Count III asserts a failure to warn claim against Janssen Pharmaceuticals and Janssen Ortho. (Am. Compl. ¶¶ 57-73.) Plaintiff states that, according to the FDA’s Label and Approval History, only one label was in use during 2013, which the FDA had approved in March 2013. (Id. ¶ 61.) According to Plaintiff, the 2013 label mentioned ketoacidosis three times, indicating that Invokana: (1) is “[n]ot for treatment of.. .diabetic ketoacidosis”; (2) “is not recommended ... for the treatment diabetic ketoacidosis”; and (3) “is not for people with diabetic ketoacidosis (increased ketones in blood or urine).” (Id. ¶ 62.) Plaintiff alleges that the label did not warn that Invokana could cause ketoacido-sis, and instead only contained a general warning that “kidney problems” are a possible side effect. (Id.) Plaintiff further states that the first six additions or revisions to the original Invokana label, as tracked on the FDA’s website for Label Information and Approval History, failed to warn of ketoacidosis as a side effect. (Id. ¶¶ 63-64.) Janssen Pharmaceuticals and Janssen Ortho did not include a warning about ketoacidosis until a revision on December 4, 2015. (Id. ¶ 65.) The December 4, 2015 revision contains multiple specific warnings that Invokana may cause ketoa-cidosis as well as instructions to physicians on advising patients about the risks of ketoacidosis and its symptoms. (Id. ¶¶ 65-67.) Plaintiff contends that Janssen Pharmaceuticals and Janssen Ortho knew or reasonably should have known about and provided warnings about the risks of Invo-kana, which could lead to diabetic ketoaci-dosis. (Id. ¶ 68.)

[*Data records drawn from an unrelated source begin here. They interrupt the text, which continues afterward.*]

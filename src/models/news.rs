//! News model
//!
//! This module provides:
//! - `News` entity as stored, referencing its author by ID
//! - `NewsDetails`, a news item joined with its author, tags and comments
//! - Input types for creating and updating news
//!
//! Authors and tags are referenced by name in the inputs. Names that do not
//! exist yet are created on the fly by the news service.

use chrono::{DateTime, Utc};
use serde::{Deserialize, Serialize};

use super::{Author, Comment, Tag};

/// News entity
#[derive(Debug, Clone, PartialEq, Serialize, Deserialize)]
pub struct News {
    /// Unique identifier
    pub id: i64,
    /// Headline
    pub title: String,
    /// Body text
    pub content: String,
    /// Author ID; every news item has exactly one author
    pub author_id: i64,
    /// Creation timestamp
    pub created_at: DateTime<Utc>,
    /// Last update timestamp
    pub updated_at: DateTime<Utc>,
}

impl News {
    /// Create a new news item that has not been persisted yet
    pub fn new(title: String, content: String, author_id: i64) -> Self {
        let now = Utc::now();
        Self {
            id: 0, // Will be set by database
            title,
            content,
            author_id,
            created_at: now,
            updated_at: now,
        }
    }
}

/// A news item with its relations resolved
#[derive(Debug, Clone, Serialize)]
pub struct NewsDetails {
    pub news: News,
    pub author: Author,
    pub tags: Vec<Tag>,
    pub comments: Vec<Comment>,
}

/// Input for creating a news item
#[derive(Debug, Clone, Deserialize)]
pub struct CreateNewsInput {
    pub title: String,
    pub content: String,
    /// Author name, created if unknown
    pub author: String,
    /// Tag names, each created if unknown
    #[serde(default)]
    pub tags: Vec<String>,
}

/// Input for updating a news item
///
/// Blank or missing `title`/`content`/`author` keep the current value.
/// `tags`, when present, replaces the whole tag set; when absent the tags
/// are left untouched.
#[derive(Debug, Clone, Default, Deserialize)]
pub struct UpdateNewsInput {
    #[serde(default)]
    pub title: Option<String>,
    #[serde(default)]
    pub content: Option<String>,
    #[serde(default)]
    pub author: Option<String>,
    #[serde(default)]
    pub tags: Option<Vec<String>>,
}
//! Tag service
//!
//! Implements business logic for tag management:
//! - Paged, filtered and sorted listing
//! - CRUD with not-found and conflict translation
//! - Tags of a news item
//!
//! Tags created implicitly by news requests go through `NewsService`; this
//! service covers tags addressed directly.

use crate::db::query::CompiledQuery;
use crate::db::repositories::{NewsRepository, TagRepository};
use crate::db::Database;
use crate::models::{non_blank, CreateTagInput, Tag, UpdateTagInput};
use crate::search::{Page, SearchFilterMapper, SearchRequest, TagSearchFilterMapper};
use std::sync::Arc;

use super::error::{ServiceError, ServiceErrorCode};

/// Tag service for managing news tags
pub struct TagService {
    db: Database,
    repo: Arc<dyn TagRepository>,
    news_repo: Arc<dyn NewsRepository>,
    mapper: TagSearchFilterMapper,
}

impl TagService {
    /// Create a new tag service
    ///
    /// # Arguments
    /// * `db` - Database handle used to open connections and transactions
    /// * `repo` - Tag repository
    /// * `news_repo` - News repository, for existence checks on nested reads
    pub fn new(
        db: Database,
        repo: Arc<dyn TagRepository>,
        news_repo: Arc<dyn NewsRepository>,
    ) -> Self {
        Self {
            db,
            repo,
            news_repo,
            mapper: TagSearchFilterMapper,
        }
    }

    /// One page of tags; sorted by name unless the request says otherwise
    pub async fn read_all(&self, request: &SearchRequest) -> Result<Page<Tag>, ServiceError> {
        let criteria = self.mapper.map(request)?;
        let query = CompiledQuery::compile::<Tag>(&criteria)?;

        let mut conn = self.db.acquire().await?;
        Ok(self.repo.search(&mut conn, &query).await?)
    }

    /// Get tag by ID
    ///
    /// # Errors
    /// - `NotFound` if no tag has this ID
    pub async fn read_by_id(&self, id: i64) -> Result<Tag, ServiceError> {
        let mut conn = self.db.acquire().await?;
        self.repo
            .read_by_id(&mut conn, id)
            .await?
            .ok_or_else(|| ServiceError::not_found(ServiceErrorCode::TagIdDoesNotExist, id))
    }

    /// Tags attached to a news item, in attachment order
    ///
    /// # Errors
    /// - `NotFound` if the news item does not exist
    pub async fn read_by_news_id(&self, news_id: i64) -> Result<Vec<Tag>, ServiceError> {
        let mut conn = self.db.acquire().await?;
        if !self.news_repo.exists_by_id(&mut conn, news_id).await? {
            return Err(ServiceError::not_found(
                ServiceErrorCode::NewsIdDoesNotExist,
                news_id,
            ));
        }

        Ok(self.repo.read_by_news_id(&mut conn, news_id).await?)
    }

    /// Create a tag
    ///
    /// # Errors
    /// - `Conflict` if a tag with that name exists
    pub async fn create(&self, input: CreateTagInput) -> Result<Tag, ServiceError> {
        let mut tx = self.db.begin().await?;
        let created = self
            .repo
            .create(&mut *tx, &Tag::new(input.name.trim().to_string()))
            .await
            .map_err(|e| ServiceError::from_write(e, ServiceErrorCode::TagConflict))?;
        tx.commit().await?;

        tracing::info!("Created tag {} ({})", created.id, created.name);
        Ok(created)
    }

    /// Rename a tag; a blank or missing name leaves it unchanged
    pub async fn update(&self, id: i64, input: UpdateTagInput) -> Result<Tag, ServiceError> {
        let mut tx = self.db.begin().await?;
        let mut tag = self
            .repo
            .read_by_id(&mut *tx, id)
            .await?
            .ok_or_else(|| ServiceError::not_found(ServiceErrorCode::TagIdDoesNotExist, id))?;

        let Some(name) = non_blank(input.name.as_deref()) else {
            return Ok(tag);
        };
        tag.name = name.to_string();

        let updated = self
            .repo
            .update(&mut *tx, &tag)
            .await
            .map_err(|e| ServiceError::from_write(e, ServiceErrorCode::TagConflict))?;
        tx.commit().await?;

        Ok(updated)
    }

    /// Delete a tag, detaching it from every news item
    pub async fn delete_by_id(&self, id: i64) -> Result<(), ServiceError> {
        let mut tx = self.db.begin().await?;
        if !self.repo.exists_by_id(&mut *tx, id).await? {
            return Err(ServiceError::not_found(ServiceErrorCode::TagIdDoesNotExist, id));
        }

        self.repo.delete_by_id(&mut *tx, id).await?;
        tx.commit().await?;

        tracing::info!("Deleted tag {}", id);
        Ok(())
    }
}

#[cfg(test)]
mod tests {
    use super::*;
    use crate::db::repositories::{SqlxNewsRepository, SqlxTagRepository};
    use crate::db::{create_test_pool, migrations};

    async fn setup_test_service() -> (Database, TagService) {
        let pool = create_test_pool().await.expect("Failed to create test pool");
        migrations::run_migrations(&pool)
            .await
            .expect("Failed to run migrations");

        let service = TagService::new(
            pool.clone(),
            SqlxTagRepository::boxed(),
            SqlxNewsRepository::boxed(),
        );
        (pool, service)
    }

    fn create_input(name: &str) -> CreateTagInput {
        CreateTagInput {
            name: name.to_string(),
        }
    }

    #[tokio::test]
    async fn test_create_tag() {
        let (_pool, service) = setup_test_service().await;

        let tag = service.create(create_input("Technology")).await.unwrap();
        assert!(tag.id > 0);
        assert_eq!(service.read_by_id(tag.id).await.unwrap(), tag);
    }

    #[tokio::test]
    async fn test_create_duplicate_is_conflict() {
        let (_pool, service) = setup_test_service().await;
        service.create(create_input("Technology")).await.unwrap();

        let err = service.create(create_input(" Technology")).await.unwrap_err();
        assert_eq!(err.code(), ServiceErrorCode::TagConflict);
    }

    #[tokio::test]
    async fn test_update_tag() {
        let (_pool, service) = setup_test_service().await;
        let tag = service.create(create_input("Tech")).await.unwrap();

        let unchanged = service
            .update(tag.id, UpdateTagInput { name: None })
            .await
            .unwrap();
        assert_eq!(unchanged.name, "Tech");

        let renamed = service
            .update(
                tag.id,
                UpdateTagInput {
                    name: Some("Technology".to_string()),
                },
            )
            .await
            .unwrap();
        assert_eq!(renamed.name, "Technology");
    }

    #[tokio::test]
    async fn test_rename_onto_existing_name_is_conflict() {
        let (_pool, service) = setup_test_service().await;
        service.create(create_input("Rust")).await.unwrap();
        let other = service.create(create_input("Java")).await.unwrap();

        let err = service
            .update(
                other.id,
                UpdateTagInput {
                    name: Some("Rust".to_string()),
                },
            )
            .await
            .unwrap_err();
        assert_eq!(err.code(), ServiceErrorCode::TagConflict);
    }

    #[tokio::test]
    async fn test_delete_tag() {
        let (_pool, service) = setup_test_service().await;
        let tag = service.create(create_input("Technology")).await.unwrap();

        service.delete_by_id(tag.id).await.unwrap();
        let err = service.read_by_id(tag.id).await.unwrap_err();
        assert_eq!(err.code(), ServiceErrorCode::TagIdDoesNotExist);
        assert!(service.delete_by_id(tag.id).await.is_err());
    }

    #[tokio::test]
    async fn test_read_by_news_id_requires_news() {
        let (_pool, service) = setup_test_service().await;

        let err = service.read_by_news_id(5).await.unwrap_err();
        assert_eq!(err.code(), ServiceErrorCode::NewsIdDoesNotExist);
    }

    #[tokio::test]
    async fn test_read_all_with_filter() {
        let (_pool, service) = setup_test_service().await;
        for name in ["Rust", "Ruby", "Java", "Kotlin"] {
            service.create(create_input(name)).await.unwrap();
        }

        let page = service
            .read_all(&SearchRequest {
                page: 1,
                page_size: 5,
                sort_by_and_order: vec![],
                search_criteria: vec!["name:like:Ru".to_string(), "broken".to_string()],
            })
            .await
            .unwrap();

        let names: Vec<&str> = page.entities.iter().map(|t| t.name.as_str()).collect();
        assert_eq!(names, vec!["Ruby", "Rust"]);
        assert_eq!(page.page_count, 1);
    }

    #[tokio::test]
    async fn test_read_all_beyond_last_page_is_empty() {
        let (_pool, service) = setup_test_service().await;
        service.create(create_input("Rust")).await.unwrap();

        let page = service
            .read_all(&SearchRequest {
                page: 4,
                page_size: 5,
                ..Default::default()
            })
            .await
            .unwrap();

        assert!(page.entities.is_empty());
        assert_eq!(page.page_count, 1);
        assert_eq!(page.current_page, 4);
    }
}
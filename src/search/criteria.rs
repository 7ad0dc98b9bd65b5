//! Search criteria model
//!
//! Value objects describing one page request: which page, how it is sorted
//! and which filters narrow it down. Construction never fails; bounds on
//! `page`/`page_size` are enforced where the request enters the system.

use once_cell::sync::Lazy;
use serde::Serialize;
use std::collections::HashMap;
use std::fmt;
use std::str::FromStr;

use super::SearchError;

// ============================================================================
// Pagination
// ============================================================================

/// 1-based page request
#[derive(Debug, Clone, Copy, PartialEq, Eq)]
pub struct Pagination {
    pub page: u32,
    pub page_size: u32,
}

impl Pagination {
    pub fn new(page: u32, page_size: u32) -> Self {
        Self { page, page_size }
    }

    /// Row offset of the first entity on this page
    pub fn offset(&self) -> i64 {
        i64::from(self.page.saturating_sub(1)) * i64::from(self.page_size)
    }

    pub fn limit(&self) -> i64 {
        i64::from(self.page_size)
    }
}

// ============================================================================
// Sorting
// ============================================================================

/// Sort direction
#[derive(Debug, Clone, Copy, PartialEq, Eq)]
pub enum SortOrder {
    Asc,
    Desc,
}

impl SortOrder {
    pub fn as_sql(&self) -> &'static str {
        match self {
            Self::Asc => "ASC",
            Self::Desc => "DESC",
        }
    }
}

impl fmt::Display for SortOrder {
    fn fmt(&self, f: &mut fmt::Formatter<'_>) -> fmt::Result {
        f.write_str(self.as_sql())
    }
}

impl FromStr for SortOrder {
    type Err = SearchError;

    fn from_str(s: &str) -> Result<Self, Self::Err> {
        match s.trim().to_ascii_uppercase().as_str() {
            "ASC" => Ok(Self::Asc),
            "DESC" => Ok(Self::Desc),
            _ => Err(SearchError::UnknownSortOrder(s.to_string())),
        }
    }
}

/// One sort key; a list of these is applied in order, first entry primary
#[derive(Debug, Clone, PartialEq, Eq)]
pub struct Sorting {
    pub field: String,
    pub order: SortOrder,
}

impl Sorting {
    pub fn new(field: impl Into<String>, order: SortOrder) -> Self {
        Self {
            field: field.into(),
            order,
        }
    }

    pub fn asc(field: impl Into<String>) -> Self {
        Self::new(field, SortOrder::Asc)
    }

    pub fn desc(field: impl Into<String>) -> Self {
        Self::new(field, SortOrder::Desc)
    }
}

// ============================================================================
// Filtering
// ============================================================================

/// Closed set of filter operators
#[derive(Debug, Clone, Copy, PartialEq, Eq, Hash)]
pub enum SearchOperation {
    Equal,
    NotEqual,
    Like,
    GreaterThan,
    GreaterThanOrEqual,
    LessThan,
    LessThanOrEqual,
}

static OPERATIONS_BY_NAME: Lazy<HashMap<&'static str, SearchOperation>> = Lazy::new(|| {
    HashMap::from([
        ("EQUAL", SearchOperation::Equal),
        ("EQ", SearchOperation::Equal),
        ("NOT_EQUAL", SearchOperation::NotEqual),
        ("NE", SearchOperation::NotEqual),
        ("LIKE", SearchOperation::Like),
        ("CONTAINS", SearchOperation::Like),
        ("GREATER_THAN", SearchOperation::GreaterThan),
        ("GT", SearchOperation::GreaterThan),
        ("GREATER_THAN_OR_EQUAL", SearchOperation::GreaterThanOrEqual),
        ("GTE", SearchOperation::GreaterThanOrEqual),
        ("LESS_THAN", SearchOperation::LessThan),
        ("LT", SearchOperation::LessThan),
        ("LESS_THAN_OR_EQUAL", SearchOperation::LessThanOrEqual),
        ("LTE", SearchOperation::LessThanOrEqual),
    ])
});

impl SearchOperation {
    /// Resolve an operator by name, ignoring case
    pub fn from_name(name: &str) -> Result<Self, SearchError> {
        OPERATIONS_BY_NAME
            .get(name.trim().to_ascii_uppercase().as_str())
            .copied()
            .ok_or_else(|| SearchError::UnknownOperator(name.to_string()))
    }

    /// SQL comparison operator for this operation
    pub fn as_sql(&self) -> &'static str {
        match self {
            Self::Equal => "=",
            Self::NotEqual => "<>",
            Self::Like => "LIKE",
            Self::GreaterThan => ">",
            Self::GreaterThanOrEqual => ">=",
            Self::LessThan => "<",
            Self::LessThanOrEqual => "<=",
        }
    }
}

/// One `field operator value` predicate
#[derive(Debug, Clone, PartialEq, Eq)]
pub struct SearchCriterion {
    pub field: String,
    pub operation: SearchOperation,
    pub value: String,
}

impl SearchCriterion {
    pub fn new(field: impl Into<String>, operation: SearchOperation, value: impl Into<String>) -> Self {
        Self {
            field: field.into(),
            operation,
            value: value.into(),
        }
    }
}

/// Full criteria model for one list request
#[derive(Debug, Clone, PartialEq, Eq)]
pub struct SearchCriteria {
    pub pagination: Pagination,
    pub sorting: Vec<Sorting>,
    pub criteria: Vec<SearchCriterion>,
}

// ============================================================================
// Result page
// ============================================================================

/// One page of results
#[derive(Debug, Clone, PartialEq, Serialize)]
pub struct Page<T> {
    pub entities: Vec<T>,
    pub current_page: u32,
    pub page_count: u32,
}

impl<T> Page<T> {
    pub fn new(entities: Vec<T>, current_page: u32, page_count: u32) -> Self {
        Self {
            entities,
            current_page,
            page_count,
        }
    }

    /// Convert every entity, keeping the paging metadata
    pub fn map<U>(self, f: impl FnMut(T) -> U) -> Page<U> {
        Page {
            entities: self.entities.into_iter().map(f).collect(),
            current_page: self.current_page,
            page_count: self.page_count,
        }
    }
}

/// `ceil(total / page_size)`, 0 when nothing matched
pub fn page_count(total: u64, page_size: u32) -> u32 {
    if page_size == 0 {
        return 0;
    }
    let pages = total.div_ceil(u64::from(page_size));
    u32::try_from(pages).unwrap_or(u32::MAX)
}
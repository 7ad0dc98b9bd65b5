//! Author service
//!
//! Business logic for authors:
//! - Paged, filtered and sorted listing
//! - CRUD with not-found and conflict translation
//! - Lookup of the author of a news item
//!
//! Every mutating operation runs in a single transaction.

use crate::db::query::CompiledQuery;
use crate::db::repositories::AuthorRepository;
use crate::db::Database;
use crate::models::{non_blank, Author, CreateAuthorInput, UpdateAuthorInput};
use crate::search::{AuthorSearchFilterMapper, Page, SearchFilterMapper, SearchRequest};
use std::sync::Arc;

use super::error::{ServiceError, ServiceErrorCode};

/// Author service
pub struct AuthorService {
    db: Database,
    repo: Arc<dyn AuthorRepository>,
    mapper: AuthorSearchFilterMapper,
}

impl AuthorService {
    pub fn new(db: Database, repo: Arc<dyn AuthorRepository>) -> Self {
        Self {
            db,
            repo,
            mapper: AuthorSearchFilterMapper,
        }
    }

    /// One page of authors; sorted by name unless the request says otherwise
    pub async fn read_all(&self, request: &SearchRequest) -> Result<Page<Author>, ServiceError> {
        let criteria = self.mapper.map(request)?;
        let query = CompiledQuery::compile::<Author>(&criteria)?;

        let mut conn = self.db.acquire().await?;
        Ok(self.repo.search(&mut conn, &query).await?)
    }

    pub async fn read_by_id(&self, id: i64) -> Result<Author, ServiceError> {
        let mut conn = self.db.acquire().await?;
        self.repo
            .read_by_id(&mut conn, id)
            .await?
            .ok_or_else(|| ServiceError::not_found(ServiceErrorCode::AuthorIdDoesNotExist, id))
    }

    /// Author of a news item
    ///
    /// # Errors
    /// - `NotFound` (`000004`) if the news item does not exist
    pub async fn read_by_news_id(&self, news_id: i64) -> Result<Author, ServiceError> {
        let mut conn = self.db.acquire().await?;
        self.repo
            .read_by_news_id(&mut conn, news_id)
            .await?
            .ok_or_else(|| {
                ServiceError::not_found(ServiceErrorCode::AuthorDoesNotExistForNewsId, news_id)
            })
    }

    /// Create an author
    ///
    /// # Errors
    /// - `Conflict` if an author with that name exists
    pub async fn create(&self, input: CreateAuthorInput) -> Result<Author, ServiceError> {
        let mut tx = self.db.begin().await?;
        let created = self
            .repo
            .create(&mut *tx, &Author::new(input.name.trim().to_string()))
            .await
            .map_err(|e| ServiceError::from_write(e, ServiceErrorCode::AuthorConflict))?;
        tx.commit().await?;

        tracing::info!("Created author {} ({})", created.id, created.name);
        Ok(created)
    }

    /// Rename an author; a blank or missing name only refreshes `updated_at`
    pub async fn update(&self, id: i64, input: UpdateAuthorInput) -> Result<Author, ServiceError> {
        let mut tx = self.db.begin().await?;
        let mut author = self
            .repo
            .read_by_id(&mut *tx, id)
            .await?
            .ok_or_else(|| ServiceError::not_found(ServiceErrorCode::AuthorIdDoesNotExist, id))?;

        if let Some(name) = non_blank(input.name.as_deref()) {
            author.name = name.to_string();
        }

        let updated = self
            .repo
            .update(&mut *tx, &author)
            .await
            .map_err(|e| ServiceError::from_write(e, ServiceErrorCode::AuthorConflict))?;
        tx.commit().await?;

        Ok(updated)
    }

    /// Delete an author
    ///
    /// # Errors
    /// - `NotFound` if the author does not exist
    /// - `Conflict` while news items still reference the author
    pub async fn delete_by_id(&self, id: i64) -> Result<(), ServiceError> {
        let mut tx = self.db.begin().await?;
        if !self.repo.exists_by_id(&mut *tx, id).await? {
            return Err(ServiceError::not_found(ServiceErrorCode::AuthorIdDoesNotExist, id));
        }

        match self.repo.delete_by_id(&mut *tx, id).await {
            Ok(_) => {}
            Err(e) if crate::db::is_foreign_key_violation(&e) => {
                return Err(ServiceError::conflict(
                    ServiceErrorCode::AuthorConflict,
                    format!("Author with id {} is still referenced by news.", id),
                ));
            }
            Err(e) => return Err(e.into()),
        }
        tx.commit().await?;

        tracing::info!("Deleted author {}", id);
        Ok(())
    }
}

#[cfg(test)]
mod tests {
    use super::*;
    use crate::db::repositories::SqlxAuthorRepository;
    use crate::db::{create_test_pool, migrations};

    async fn setup_test_service() -> (Database, AuthorService) {
        let pool = create_test_pool().await.expect("Failed to create test pool");
        migrations::run_migrations(&pool)
            .await
            .expect("Failed to run migrations");

        let service = AuthorService::new(pool.clone(), SqlxAuthorRepository::boxed());
        (pool, service)
    }

    fn create_input(name: &str) -> CreateAuthorInput {
        CreateAuthorInput {
            name: name.to_string(),
        }
    }

    #[tokio::test]
    async fn test_create_and_read_author() {
        let (_pool, service) = setup_test_service().await;

        let created = service.create(create_input("  Gosling ")).await.unwrap();
        assert_eq!(created.name, "Gosling");

        let found = service.read_by_id(created.id).await.unwrap();
        assert_eq!(found, created);
    }

    #[tokio::test]
    async fn test_create_duplicate_is_conflict() {
        let (_pool, service) = setup_test_service().await;
        service.create(create_input("Gosling")).await.unwrap();

        let err = service.create(create_input("Gosling")).await.unwrap_err();
        assert_eq!(err.code(), ServiceErrorCode::AuthorConflict);
        assert!(matches!(err, ServiceError::Conflict { .. }));
    }

    #[tokio::test]
    async fn test_read_missing_author() {
        let (_pool, service) = setup_test_service().await;

        let err = service.read_by_id(7).await.unwrap_err();
        assert_eq!(err.code(), ServiceErrorCode::AuthorIdDoesNotExist);
        assert_eq!(err.to_string(), "Author with id 7 does not exist.");
    }

    #[tokio::test]
    async fn test_update_with_blank_name_keeps_name() {
        let (_pool, service) = setup_test_service().await;
        let created = service.create(create_input("Gosling")).await.unwrap();

        let updated = service
            .update(
                created.id,
                UpdateAuthorInput {
                    name: Some("   ".to_string()),
                },
            )
            .await
            .unwrap();
        assert_eq!(updated.name, "Gosling");

        let renamed = service
            .update(
                created.id,
                UpdateAuthorInput {
                    name: Some("James".to_string()),
                },
            )
            .await
            .unwrap();
        assert_eq!(renamed.name, "James");
        assert_eq!(renamed.created_at, created.created_at);
    }

    #[tokio::test]
    async fn test_update_missing_author() {
        let (_pool, service) = setup_test_service().await;

        let err = service
            .update(3, UpdateAuthorInput::default())
            .await
            .unwrap_err();
        assert_eq!(err.code(), ServiceErrorCode::AuthorIdDoesNotExist);
    }

    #[tokio::test]
    async fn test_delete_author() {
        let (_pool, service) = setup_test_service().await;
        let created = service.create(create_input("Gosling")).await.unwrap();

        service.delete_by_id(created.id).await.unwrap();
        let err = service.delete_by_id(created.id).await.unwrap_err();
        assert!(matches!(err, ServiceError::NotFound { .. }));
    }

    #[tokio::test]
    async fn test_delete_author_with_news_is_conflict() {
        let (pool, service) = setup_test_service().await;
        let created = service.create(create_input("Gosling")).await.unwrap();
        pool.execute(&format!(
            "INSERT INTO news (title, content, author_id, created_at, updated_at) \
             VALUES ('Java', 'Language', {}, '2024-01-01T00:00:00+00:00', '2024-01-01T00:00:00+00:00')",
            created.id
        ))
        .await
        .unwrap();

        let err = service.delete_by_id(created.id).await.unwrap_err();
        assert_eq!(err.code(), ServiceErrorCode::AuthorConflict);
        assert!(service.read_by_id(created.id).await.is_ok());
    }

    #[tokio::test]
    async fn test_read_by_news_id() {
        let (pool, service) = setup_test_service().await;
        let created = service.create(create_input("Gosling")).await.unwrap();
        pool.execute(&format!(
            "INSERT INTO news (id, title, content, author_id, created_at, updated_at) \
             VALUES (10, 'Java', 'Language', {}, '2024-01-01T00:00:00+00:00', '2024-01-01T00:00:00+00:00')",
            created.id
        ))
        .await
        .unwrap();

        assert_eq!(service.read_by_news_id(10).await.unwrap().name, "Gosling");

        let err = service.read_by_news_id(11).await.unwrap_err();
        assert_eq!(err.code(), ServiceErrorCode::AuthorDoesNotExistForNewsId);
        assert_eq!(err.to_string(), "Author not found for news with id 11.");
    }

    #[tokio::test]
    async fn test_read_all_defaults_to_name_order() {
        let (_pool, service) = setup_test_service().await;
        for name in ["Ritchie", "Gosling", "Thompson", "Kernighan"] {
            service.create(create_input(name)).await.unwrap();
        }

        let page = service
            .read_all(&SearchRequest {
                page: 1,
                page_size: 3,
                ..Default::default()
            })
            .await
            .unwrap();

        let names: Vec<&str> = page.entities.iter().map(|a| a.name.as_str()).collect();
        assert_eq!(names, vec!["Gosling", "Kernighan", "Ritchie"]);
        assert_eq!(page.page_count, 2);
        assert_eq!(page.current_page, 1);
    }

    #[tokio::test]
    async fn test_read_all_rejects_bad_sort_order() {
        let (_pool, service) = setup_test_service().await;

        let err = service
            .read_all(&SearchRequest {
                page: 1,
                page_size: 5,
                sort_by_and_order: vec!["name:sideways".to_string()],
                search_criteria: vec![],
            })
            .await
            .unwrap_err();
        assert!(matches!(err, ServiceError::InvalidArgument(_)));
    }
}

Count IV alleges that all Defendants were negligent. (Am. Compl. ¶¶ 74-80.) In Count V, Plaintiff claims Janssen Pharmaceuticals and Janssen Ortho violated the Georgia Fair Business Practices Act of 1975, O.C.G.A. § 10-1-390 et seq. (Id. ¶¶ 81-90.) Plaintiff alleges that Janssen Pharmaceuticals and Janssen Ortho’s sale of Invokana constitutes an unfair or deceptive trade practice and used false and misleading representations or omission of material fact relating to Invokana’s safety. (Id. ¶¶ 86-87.) Finally, in Count VI, Plaintiff requests an award of punitive damages against all Defendants, (Id. ¶¶ 91-96.)
B. Procedural Background
Plaintiff filed this case on October 29, 2015. (Docket Entry No. 1.) On March 24, 2016, the Court entered an Order dismissing Plaintiffs Complaint and ordering Plaintiff to file an Amended Complaint. (Order of Mar. 24, 2016 (Docket Entry No. 20).) Plaintiff filed her Amended Complaint on April 14, 2016. (Docket Entry No. 21.) On May 16, 2016, Janssen Ortho, Janssen Pharmaceuticals, and Janssen R&D (collectively “Defendants”)1, filed their second Motion to Dismiss. (Docket Entry No. 25.) The briefing process for that Motion is now complete, and the Court finds that the matter is ripe for resolution.
II. Discussion
A. Standard Governing a 12(b)(6) Motion to Dismiss
Federal Rule of Civil Procedure 12(b)(6) allows the Court to dismiss a complaint, or portions of a complaint, for “failure to state a claim upon which relief can be granted.” Fed. R. Civ. P. 12(b)(6). When *1357reviewing a motion to dismiss, the Court must take the allegations of the complaint as true and must construe those allegations in the light most favorable to the plaintiff. Alvarez v. Attorney Gen. for Fla., 679 F.3d 1257, 1261 (11th Cir.2012).
Although a court is required to accept well-pleaded facts as true when evaluating a motion to dismiss, it is not required to accept the plaintiffs legal conclusions. Chandler v. Sec’y of Fla. Dep’t of Transp., 695 F.3d 1194, 1199 (11th Cir.2012) (citing Ashcroft v. Iqbal, 556 U.S. 662, 678, 129 S.Ct. 1937, 173 L.Ed.2d 868 (2009)). The Court also does not accept as true “unwarranted deductions of fact or legal conclusions masquerading as facts.” Snow v. DirecTV, Inc., 450 F.3d 1314, 1320 (11th Cir.2006) (internal quotation marks and citation omitted).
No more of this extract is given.